Valid mIU/mL Frequency Percent (%) Valid Percent% Cumulative Percent %
0 1 ,9 ,9 ,9
0-10 10 8,8 8,8 9,7
10-1000 79 69,9 69,9 79,6
>1000 23 20,4 20,4 100,0
Total 113 100,0 100,0  

Table 2: Anti HBS case markers to be shown as pie charts with IBM SPSS Statistics.


Figure 3: Showing anti HBS markers with pie chart obtained via IBM SPSS Statistics.
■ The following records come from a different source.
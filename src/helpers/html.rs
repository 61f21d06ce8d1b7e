// SPDX-FileCopyrightText: 2026 Alexandre Gomes Gaigalas <alganet@gmail.com>
//
// SPDX-License-Identifier: ISC

//! HTML scanning for externally referenced resources.

use scraper::{ElementRef, Html, Selector};
use std::sync::LazyLock;
use url::Url;

const EXTERNAL_RESOURCE_SELECTOR_STR: &str = "script[src], link[href], img[src], \
     iframe[src], frame[src], embed[src], object[data], input[type=image][src], \
     body[background]";
const BASE_SELECTOR_STR: &str = "base[href]";

static EXTERNAL_RESOURCE_SELECTOR: LazyLock<Selector> = LazyLock::new(|| {
    Selector::parse(EXTERNAL_RESOURCE_SELECTOR_STR)
        .expect("Failed to parse external resource selector - this is a bug")
});

static BASE_SELECTOR: LazyLock<Selector> = LazyLock::new(|| {
    Selector::parse(BASE_SELECTOR_STR).expect("Failed to parse base selector - this is a bug")
});

/// The URL relative references in `html` resolve against: `<base href>` when
/// present, otherwise the document URL.
pub fn document_base_url(html: &Html, document_url: &str) -> Option<Url> {
    let document = Url::parse(document_url).ok()?;
    let base_href = html
        .select(&BASE_SELECTOR)
        .next()
        .and_then(|el| el.value().attr("href"));
    match base_href {
        Some(href) => document.join(href.trim()).ok().or(Some(document)),
        None => Some(document),
    }
}

/// Absolute URLs of the external resources `html_body` references, in
/// document order. Script-inserted references are not discovered.
///
/// Returns `None` when the body is not UTF-8 or the base URL does not parse.
pub fn extract_external_resource_urls(html_body: &[u8], base_url: &str) -> Option<Vec<String>> {
    let source = std::str::from_utf8(html_body).ok()?;
    let html = Html::parse_document(source);
    let base = document_base_url(&html, base_url)?;

    let urls = html
        .select(&EXTERNAL_RESOURCE_SELECTOR)
        .filter_map(|el| reference_of(&el))
        .filter_map(|raw| super::uri::resolve(Some(&base), raw))
        .collect();
    Some(urls)
}

fn reference_of<'a>(el: &ElementRef<'a>) -> Option<&'a str> {
    let v = el.value();
    match v.name() {
        "link" => {
            let rel = v.attr("rel")?;
            rel.split_ascii_whitespace()
                .any(|t| t.eq_ignore_ascii_case("stylesheet"))
                .then(|| v.attr("href"))
                .flatten()
        }
        "object" => v.attr("data"),
        "body" => v.attr("background"),
        _ => v.attr("src"),
    }
}

#[cfg(test)]
mod tests {
    use super::*;

    #[test]
    fn finds_scripts_stylesheets_and_images_in_order() {
        let body = br#"<html><head>
            <link rel="stylesheet" href="a.css">
            <link rel="icon" href="favicon.ico">
            <script src="/js/b.js"></script>
            <script>var inline = 1;</script>
        </head><body>
            <img src="c.png"><iframe src="https://other.example/frame"></iframe>
            <link rel="Alternate StyleSheet" href="d.css">
        </body></html>"#;
        let urls = extract_external_resource_urls(body, "http://example.com/dir/").unwrap();
        assert_eq!(
            urls,
            vec![
                "http://example.com/dir/a.css",
                "http://example.com/js/b.js",
                "http://example.com/dir/c.png",
                "https://other.example/frame",
                "http://example.com/dir/d.css",
            ]
        );
    }

    #[test]
    fn base_href_changes_resolution() {
        let body = br#"<html><head><base href="http://static.example.com/v2/"></head>
            <body><script src="app.js"></script></body></html>"#;
        let urls = extract_external_resource_urls(body, "http://example.com/").unwrap();
        assert_eq!(urls, vec!["http://static.example.com/v2/app.js"]);
    }

    #[test]
    fn repeated_references_are_all_reported() {
        let body = br#"<script src="a.js"></script><script src="a.js"></script>"#;
        let urls = extract_external_resource_urls(body, "http://example.com/").unwrap();
        assert_eq!(urls.len(), 2);
    }

    #[test]
    fn non_utf8_body_is_none() {
        assert!(extract_external_resource_urls(&[0xff, 0xfe, 0x00], "http://example.com/").is_none());
    }

    #[test]
    fn bad_base_url_is_none() {
        assert!(extract_external_resource_urls(b"<p>x</p>", "not a url").is_none());
    }
}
Just because health care staff has a close contact with patients, when they perform their professional responsibilities, they need to have sufficient knowledge about HBV infection in order to protect themselves [11]. The prevalence of HBV markers in health care workers is mostly related to the contact rate with blood rather than being in contact with the patient. For this reason, it has been informed that in addition to the doctors and nurses who are in face-to-face contact with patients, the other staff working in hospital have the same risks [12,13]. Isikgöz et al., in one of their study, informed that more than half of the staff in a hospital can be contaminated HBV and HCV by means of saliva and extracorporeal fluids other than blood [14]. The risk of transmitting HBV by a skin contact with the blood of a person who has positive HBe Ag to someone else has been found to be 30% [15].
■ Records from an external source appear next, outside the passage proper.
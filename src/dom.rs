// SPDX-FileCopyrightText: 2026 Alexandre Gomes Gaigalas <alganet@gmail.com>
//
// SPDX-License-Identifier: ISC

//! Read-only DOM access for rules that declare `InputCapabilities::DOM`.

use scraper::{ElementRef, Html};
use url::Url;

/// One element visited during a DOM traversal.
pub trait DomElement {
    /// Upper-case tag name, e.g. `IMG`.
    fn tag_name(&self) -> String;

    /// Absolute URL of the resource this element loads, if any.
    fn get_resource_url(&self) -> Option<String>;

    fn get_attribute_by_name(&self, name: &str) -> Option<String>;

    /// Integer-valued property such as `width` or `height`.
    fn get_int_property_by_name(&self, name: &str) -> Option<i64>;
}

/// A captured document that can be walked element by element in document order.
pub trait DomDocument: Send + Sync + std::fmt::Debug {
    fn document_url(&self) -> &str;

    fn traverse(&self, visitor: &mut dyn FnMut(&dyn DomElement));
}

/// DOM backed by the captured HTML source. The source is re-parsed on each
/// traversal because parsed trees are not shareable across threads.
#[derive(Debug, Clone)]
pub struct HtmlDomDocument {
    url: String,
    source: String,
}

impl HtmlDomDocument {
    pub fn new(url: impl Into<String>, source: impl Into<String>) -> Self {
        Self {
            url: url.into(),
            source: source.into(),
        }
    }
}

impl DomDocument for HtmlDomDocument {
    fn document_url(&self) -> &str {
        &self.url
    }

    fn traverse(&self, visitor: &mut dyn FnMut(&dyn DomElement)) {
        let html = Html::parse_document(&self.source);
        let base = crate::helpers::html::document_base_url(&html, &self.url);
        for node in html.root_element().descendants() {
            if let Some(element) = ElementRef::wrap(node) {
                visitor(&ScrapedElement {
                    element,
                    base: base.as_ref(),
                });
            }
        }
    }
}

struct ScrapedElement<'a> {
    element: ElementRef<'a>,
    base: Option<&'a Url>,
}

impl DomElement for ScrapedElement<'_> {
    fn tag_name(&self) -> String {
        self.element.value().name().to_ascii_uppercase()
    }

    fn get_resource_url(&self) -> Option<String> {
        let attr = match self.element.value().name() {
            "img" | "script" | "iframe" | "frame" | "embed" | "audio" | "video" | "source" => "src",
            "link" => "href",
            "object" => "data",
            _ => return None,
        };
        let raw = self.element.value().attr(attr)?;
        crate::helpers::uri::resolve(self.base, raw)
    }

    fn get_attribute_by_name(&self, name: &str) -> Option<String> {
        self.element.value().attr(name).map(str::to_string)
    }

    fn get_int_property_by_name(&self, name: &str) -> Option<i64> {
        self.element.value().attr(name)?.trim().parse().ok()
    }
}

#[cfg(test)]
mod tests {
    use super::*;

    #[test]
    fn traverse_visits_elements_in_document_order() {
        let dom = HtmlDomDocument::new(
            "http://example.com/dir/page.html",
            r#"<html><body><img src="a.png" width="10" height="20"><script src="/b.js"></script></body></html>"#,
        );
        let mut seen = Vec::new();
        dom.traverse(&mut |el| {
            if let Some(url) = el.get_resource_url() {
                seen.push((el.tag_name(), url, el.get_int_property_by_name("width")));
            }
        });
        assert_eq!(
            seen,
            vec![
                (
                    "IMG".to_string(),
                    "http://example.com/dir/a.png".to_string(),
                    Some(10)
                ),
                ("SCRIPT".to_string(), "http://example.com/b.js".to_string(), None),
            ]
        );
    }

    #[test]
    fn non_numeric_int_property_is_none() {
        let dom = HtmlDomDocument::new("http://example.com/", r#"<img src="a.png" width="auto">"#);
        let mut widths = Vec::new();
        dom.traverse(&mut |el| {
            if el.tag_name() == "IMG" {
                widths.push(el.get_int_property_by_name("width"));
            }
        });
        assert_eq!(widths, vec![None]);
    }
}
Acute HBV infection can be symptomatic or asymptomatic. Because the majority of cases are asymptomatic, it is usually not detectable in the acute stage. A large proportion of clinical findings can be followed without hospitalization. There is no specific treatment for acute HBV, but the patient is recommended to rest. Until there is improvement in clinical and biochemical data, alcohol intake, use of analgesics, sedatives and hepatotoxic drugs should be prohibited. Liquid supplements should be made in patients with severe vomiting. Severe nausea, vomiting, mental changes, should be monitored in the hospital for patients with encephalopathy [16].

In the treatment of chronic HBV, interferon alfa-2a and 2b, pegylated interferon alfa-2a and 2b, lamivudine, adefovir, entecavir, and tenofovir are present in our country and are user-approved drugs. HBV-infected pregnant women should be evaluated for hepatic flare.

When ELISA test results are taken into consideration, the preclinical and clinical students were found to have insufficient knowledge about markers. After giving the necessary information about hepatitis infection to preclinical and clinical students, they have been proposed to routinely control hepatitis markers.


The presence of HBsAg in the serum is determined by ELISA method. Analytical errors during the test, the contamination, anticoagulated samples related to ELISA method can cause false positive reactions. Therefore, the HBsAg positivity should be verified with other serological parameters like anti-HBc. Trainee students are mostly educated in vaccination against HBV and they know enough about the status of the immune response of themselves; yet, they have been identified not taking the necessary measures while examining the patients. Trainee students should be trained about HBV at regular intervals. All health care workers and personnel should be vaccinated against HBV.